Wednesday, July 26, 2017

Parliamentary oversight of the Canadian military? Very little in fact

1.    As noted by the authors of  CALLING THE HOUSE TO ORDER, above and beyond the occasional appearance by DND officials and military brass before a Parliamentary committee focusing on military matters or the publication of a periodic audit reports by the Auditor General, generally speaking, civil society in Canada exercises little oversight over the Canadian Armed Forces. 

Oversight is basically limited to the following three organizations:

Statutory bodies

First, the Court Martial Appeal Court of Canada [CMAC] which was established by section 234 (1) of the National Defence Act. The CMAC is a civilian court of criminal appellate jurisdiction which hears appeals from courts martial.
  • Summary trials. Of note, there is no judicial oversight for the summary trials. As a result none of the 13,119 summary trials that took place over the past nine [9] years has ever been subject of a review by a court of criminal appellate jurisdiction. Summary trials therefore operate within their own restricted universe. Hence, at present, the Canadian military justice might be in breach of article 3 2 sections 3(a) and (b) of the  UN General Assembly, International Covenant on Civil and Political Rights, 16 December 1966, Volume 999, p. 171
2007-2008:  2,123
2008-2009:  1,933
2009-2010: 1,942
2010-2011: 1,770
2011-2012: 1,425
2012-2013: 1,220
2013-2014: 1,128
2014-2015:    857
2015-2016:     721

 Second, the Military Police Complaints Commission [MPCC] a Canadian federal government independent, quasi-judicial body, established by the Parliament following the Somalia Inquiry Report. It offers avenues of complaints against the military police similar to that of civilian police. The MPCC makes non-binding recommendations to the Provost Marshall on ‘conduct’ and ‘interference’ complaints investigated by the Commission.

Third, the Military Grievances External Review Committee [MGER] which advertises itself as a Tribunal, but it is not. The Committee’s mandate is limited to reviewing a small number of grievances and making non-binding recommendations to the Chief of Defence Staff on grievances from the rank and file. 

Administrative body

There is a DND/CF Ombudsman, a position created by the Minister of National Defence, not Parliament. A far cry from the parliamentary Inspector General recommended by the Somalia Commission of Inquiry in the 1990s. The current Ombudsman structure has none of the statutory powers and independence of a true parliamentary ombudsman. The DND/CF Ombudsman makes non-binding recommendations.
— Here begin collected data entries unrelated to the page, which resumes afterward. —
//! Domain DTOs for the CrossEngage API.
//!
//! # Design
//! The API accepts free-form user documents: a handful of well-known fields
//! plus any number of custom traits. `User` names the well-known ones and
//! flattens the rest into `traits`, so callers get typed access without
//! losing fields the crate does not know about. Request-only payload shapes
//! are crate-private and defined here too, so all wire names sit in one
//! place.

use serde::ser::SerializeMap;
use serde::{Deserialize, Serialize, Serializer};
use serde_json::{Map, Value};

/// A user document as sent to (and returned by) the users endpoints.
///
/// Trait keys that collide with a named field are never sent: the named
/// field is the only source for `id`, `email` and the rest.
#[derive(Debug, Clone, Default, PartialEq, Deserialize)]
#[serde(rename_all = "camelCase")]
pub struct User {
    /// External id, the key used by most user endpoints.
    pub id: Option<String>,
    pub email: Option<String>,
    pub business_unit: Option<String>,
    /// Identifier assigned by CrossEngage.
    pub xng_id: Option<String>,
    pub first_name: Option<String>,
    pub last_name: Option<String>,
    pub birthday: Option<String>,
    pub created_at: Option<String>,
    pub gender: Option<String>,
    /// Any other top-level attribute.
    #[serde(flatten)]
    pub traits: Map<String, Value>,
}

/// Wire names of the named `User` fields.
const USER_FIELDS: [&str; 9] = [
    "id",
    "email",
    "businessUnit",
    "xngId",
    "firstName",
    "lastName",
    "birthday",
    "createdAt",
    "gender",
];

impl User {
    pub fn with_id(id: impl Into<String>) -> Self {
        Self {
            id: Some(id.into()),
            ..Self::default()
        }
    }

    pub fn with_xng_id(xng_id: impl Into<String>) -> Self {
        Self {
            xng_id: Some(xng_id.into()),
            ..Self::default()
        }
    }

    /// Set an attribute, returning `self` for chaining. Names of named
    /// fields (`"id"`, `"xngId"`, ...) set that field instead of a trait.
    pub fn trait_value(mut self, name: impl Into<String>, value: impl Into<Value>) -> Self {
        let name = name.into();
        let value = value.into();
        match self.field_mut(&name) {
            Some(field) => {
                *field = match value {
                    Value::Null => None,
                    Value::String(text) => Some(text),
                    other => Some(other.to_string()),
                }
            }
            None => {
                self.traits.insert(name, value);
            }
        }
        self
    }

    fn field_mut(&mut self, wire_name: &str) -> Option<&mut Option<String>> {
        let field = match wire_name {
            "id" => &mut self.id,
            "email" => &mut self.email,
            "businessUnit" => &mut self.business_unit,
            "xngId" => &mut self.xng_id,
            "firstName" => &mut self.first_name,
            "lastName" => &mut self.last_name,
            "birthday" => &mut self.birthday,
            "createdAt" => &mut self.created_at,
            "gender" => &mut self.gender,
            _ => return None,
        };
        Some(field)
    }

    fn fields(&self) -> [&Option<String>; 9] {
        [
            &self.id,
            &self.email,
            &self.business_unit,
            &self.xng_id,
            &self.first_name,
            &self.last_name,
            &self.birthday,
            &self.created_at,
            &self.gender,
        ]
    }
}

impl Serialize for User {
    fn serialize<S: Serializer>(&self, serializer: S) -> Result<S::Ok, S::Error> {
        let mut map = serializer.serialize_map(None)?;
        for (name, value) in USER_FIELDS.iter().zip(self.fields()) {
            if let Some(value) = value {
                map.serialize_entry(name, value)?;
            }
        }
        for (name, value) in &self.traits {
            if !USER_FIELDS.contains(&name.as_str()) {
                map.serialize_entry(name, value)?;
            }
        }
        map.end()
    }
}

/// Data type of a user attribute.
#[derive(Debug, Clone, Copy, PartialEq, Eq, Serialize, Deserialize)]
#[serde(rename_all = "SCREAMING_SNAKE_CASE")]
pub enum AttributeType {
    String,
    Datetime,
    Float,
    Integer,
    Boolean,
    Array,
    Object,
}

/// Communication channel a user can be opted out of (or back into).
#[derive(Debug, Clone, Copy, PartialEq, Eq, Serialize, Deserialize)]
#[serde(rename_all = "SCREAMING_SNAKE_CASE")]
pub enum Channel {
    Mail,
    BrowserNotification,
    OnsiteDisplay,
    ExitIntent,
    PushNotification,
    DirectMail,
    Sms,
}

impl Channel {
    /// Wire name, as used in the `channelType` query parameter.
    pub fn as_str(self) -> &'static str {
        match self {
            Channel::Mail => "MAIL",
            Channel::BrowserNotification => "BROWSER_NOTIFICATION",
            Channel::OnsiteDisplay => "ONSITE_DISPLAY",
            Channel::ExitIntent => "EXIT_INTENT",
            Channel::PushNotification => "PUSH_NOTIFICATION",
            Channel::DirectMail => "DIRECT_MAIL",
            Channel::Sms => "SMS",
        }
    }
}

/// Who a batch of events belongs to. At least one of `email` and `user_id`
/// must be set.
#[derive(Debug, Clone, Default, PartialEq, Eq)]
pub struct EventRecipient {
    pub email: Option<String>,
    pub user_id: Option<String>,
    pub business_unit: Option<String>,
}

impl EventRecipient {
    pub fn email(email: impl Into<String>) -> Self {
        Self {
            email: Some(email.into()),
            ..Self::default()
        }
    }

    pub fn user_id(user_id: impl Into<String>) -> Self {
        Self {
            user_id: Some(user_id.into()),
            ..Self::default()
        }
    }

    pub fn in_business_unit(mut self, business_unit: impl Into<String>) -> Self {
        self.business_unit = Some(business_unit.into());
        self
    }
}

/// Prefix the API expects on custom top-level attribute names.
pub(crate) const TRAITS_PREFIX: &str = "traits.";

#[derive(Debug, Serialize)]
#[serde(rename_all = "camelCase")]
pub(crate) struct NewAttribute<'a> {
    pub name: String,
    pub attribute_type: AttributeType,
    #[serde(skip_serializing_if = "Option::is_none")]
    pub nested_type: Option<AttributeType>,
    #[serde(skip_serializing_if = "Option::is_none")]
    pub parent_name: Option<&'a str>,
}

#[derive(Debug, Serialize)]
pub(crate) struct BatchPayload<'a> {
    pub updated: &'a [User],
    #[serde(skip_serializing_if = "Option::is_none")]
    pub deleted: Option<&'a [User]>,
}

#[derive(Debug, Serialize)]
#[serde(rename_all = "camelCase")]
pub(crate) struct EventsPayload<'a> {
    pub events: &'a [Value],
    #[serde(skip_serializing_if = "Option::is_none")]
    pub email: Option<&'a str>,
    #[serde(skip_serializing_if = "Option::is_none")]
    pub id: Option<&'a str>,
    #[serde(skip_serializing_if = "Option::is_none")]
    pub business_unit: Option<&'a str>,
}

#[derive(Debug, Serialize)]
#[serde(rename_all = "camelCase")]
pub(crate) struct OptOutPayload {
    pub opt_out: bool,
}
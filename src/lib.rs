// ------------------------------------------------------------
// Module declarations
// ------------------------------------------------------------
//
// Each module represents a well-defined responsibility:
//
// - config:     Configuration structs loaded from JSON
// - schema:     Channel, message and archive record types
// - util:       Shared helpers (snowflake parsing, backoff)
// - source:     MessageSource trait and the Discord REST source
// - collector:  Gate, per-channel fetcher and run orchestration
// - aggregate:  Normalization and global ordering of messages
// - archive:    Line-delimited JSON archive store
// - analytics:  Offline reports over the archive
// - metrics:    Global runtime counters
//
pub mod aggregate;
pub mod analytics;
pub mod archive;
pub mod collector;
pub mod config;
pub mod metrics;
pub mod schema;
pub mod source;
pub mod util;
In the broader field of Military Administrative Law there is basically very little if any oversight, save for the possibility to apply to the Federal Court of Canada for a judicial review of a particular decision. This  means by having the military granted a sort of carte blanche in its decision-making capability in a widening sphere of competence. 

 The Canadian military should embrace third-party oversight as an opportunity to learn and to improve. The military must not operate as if it were a parallel government – it is accountable to government and to Canadians whom they serve. However, the military are not always welcoming of such oversight and recommendations. Consider that, of the 46 recommendations made in 2015 by the MPCC following the Fynes Public Interest Inquiry. None of these 46 recommendations were formally “accepted” by the military forcing the (then) Chairperson of the MPCC to conclude as follows:

In the limited number of instances where direct responses are given and reasons are provided for rejecting [our] recommendations, the reasons suggest a failure to recognize the seriousness of the deficiencies identified or a failure to understand the very nature of the issues to be addressed. Many of the responses nominally accepting the recommendations, as well as the few substantive comments made about the Commission’s findings, further confirm a general failure to acknowledge or even recognize what went wrong in this case . . . On the whole, the Notice of Action provided by the Military Police leaves the Commission and the Minister of National Defence (MND), as well as the parties and the public (assuming they are eventually allowed to see the Notice of Action), largely without meaningful answers.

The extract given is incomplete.